JumpCrisscross•7mo ago
> Biological weapons are absolutely an extinction level threat

They may or may not be. That’s not why we banned them.

> simply not true and shows either a lack of understanding of history

Here’s an accessible summary: https://acoup.blog/2020/03/20/collections-why-dont-we-use-ch...

The contemporaneous sources are vast and point in one direction: these weapons aren’t useful for the winners of wars, are annoying to deal with, have a bit of a notion of novel horror to them, and so were bannable. Nobody was talking about extinction.

> their deployment in WWI wasn't asymmetrical, both sides used the weapons

Not what asymmetric warfare means.

> drones are far, far more useful for asymmetric warfare

Sure. But they’re also useful for large military states. So not going to be banned.

Like, someone is free to cosplay a ban. But the incentives to circumvent it are too great. There are no incentives to make illegal chemical or biological weapons because they’re just not that great as weapons.

(I’ll note that your reading of history, while wrong, is far from unique. It’s unfortunately counterproductive as it implies a moral crusade against a category of weapon can get it banned. It might be able to. But chemicals and biological arms aren’t a precedent for it.)

brador•7mo ago
Actual reason: indiscriminate civilian deaths.
JumpCrisscross•7mo ago
> Actual reason: indiscriminate civilian deaths

Nope. Not supported by the historical record as a decisive factor. (Though unlike the extinction argument, it at least exists.) Also, see: WWII.

moralestapia•6mo ago
>We

You should add that to your bio.

JumpCrisscross•6mo ago
You really need a link to the Wikipedia section on the semantics of “we”?
moralestapia•6mo ago
Wth are you talking about ...
JumpCrisscross•6mo ago
Apparently yes. Here you go: https://en.m.wikipedia.org/wiki/We#Semantics
moralestapia•6mo ago
???
clickety_clack•7mo ago
I’ve been seeing these stories since the opening of the current war. They said the machines were breaking down due to poor maintenance on the way to Kiev and couldn’t be replaced. Yet, here we are years later and they’re still at it.
verdverm•7mo ago
While Russia has certainly depleted much of their storage that could be refurbished, they will never run out because they are building more of them every month

There is good OSINT on the makeup of equipment losses by type. Simple numbers often tend to be misleading because some losses are not total and can be repaired

general1726•7mo ago
Indirectly you van have a look on covert cabal YT channel, who is analyzing satellite images of Russian storages. They are essentially empty or near empty.
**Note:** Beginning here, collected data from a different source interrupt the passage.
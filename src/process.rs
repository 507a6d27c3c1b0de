//! Hook into whoever owns the backend process.
//!
//! The session never spawns or restarts the backend. On a restart command
//! it calls [`ProcessControl::kill`] once; the owner decides whether to
//! start a new backend and connect a new session.

/// Process-lifecycle collaborator.
pub trait ProcessControl: Send + 'static {
    /// Hard-kill the backend process.
    fn kill(&self);
}

impl<F> ProcessControl for F
where
    F: Fn() + Send + 'static,
{
    fn kill(&self) {
        self()
    }
}

/// For backends whose lifecycle is managed elsewhere.
#[derive(Debug, Clone, Copy, Default)]
pub struct Unmanaged;

impl ProcessControl for Unmanaged {
    fn kill(&self) {
        tracing::debug!("Backend is unmanaged, ignoring kill request");
    }
}

#[cfg(test)]
mod tests {
    use super::*;
    use std::sync::atomic::{AtomicUsize, Ordering};
    use std::sync::Arc;

    #[test]
    fn test_closure_is_process_control() {
        let kills = Arc::new(AtomicUsize::new(0));
        let counter = kills.clone();
        let control = move || {
            counter.fetch_add(1, Ordering::SeqCst);
        };

        control.kill();
        control.kill();

        assert_eq!(kills.load(Ordering::SeqCst), 2);
    }

    #[test]
    fn test_unmanaged_kill_is_noop() {
        Unmanaged.kill();
    }
}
Directly you can have a look on subs like r/combatfootage and you can tell what year is footage coming from just by used vehicles - The more unusual the vehicle leading the assault looks like, the more recent the footage is. You will gradually get from normal military columns to BMPs and MT-LBs (Tractor for pulling artillery) to Dessert Crosses (golf carts), trucks, old tanks with huge amount of slat armor to soak the FPVs (Assault Barns) followed by BMPs dropping current suicide squad to quickly drive away before it will get hit by artillery or FPV to having suicide squads on bikes today.

Rarity of Russian armored assault today confirm what author is saying. Russians can still make more modern tanks, but is is low number of dozens a year. Not really useful when Russians were able to lose up to a hundred a month when tanks and IFVs were in abundance.

tim333•6mo ago
There's been a depletion of armor on both sides. Neither is getting far using tanks. The frontline is mostly dominated by drones. Russia is sending about 500 missiles and long range drones a day at Ukrainian civilians mostly, Ukraine is sending long range drones at Russia's industry and military.

Not sure how it'll play out. Russia's economy is struggling and they may need to taper things off. Broadly it's a bit of a stalemate.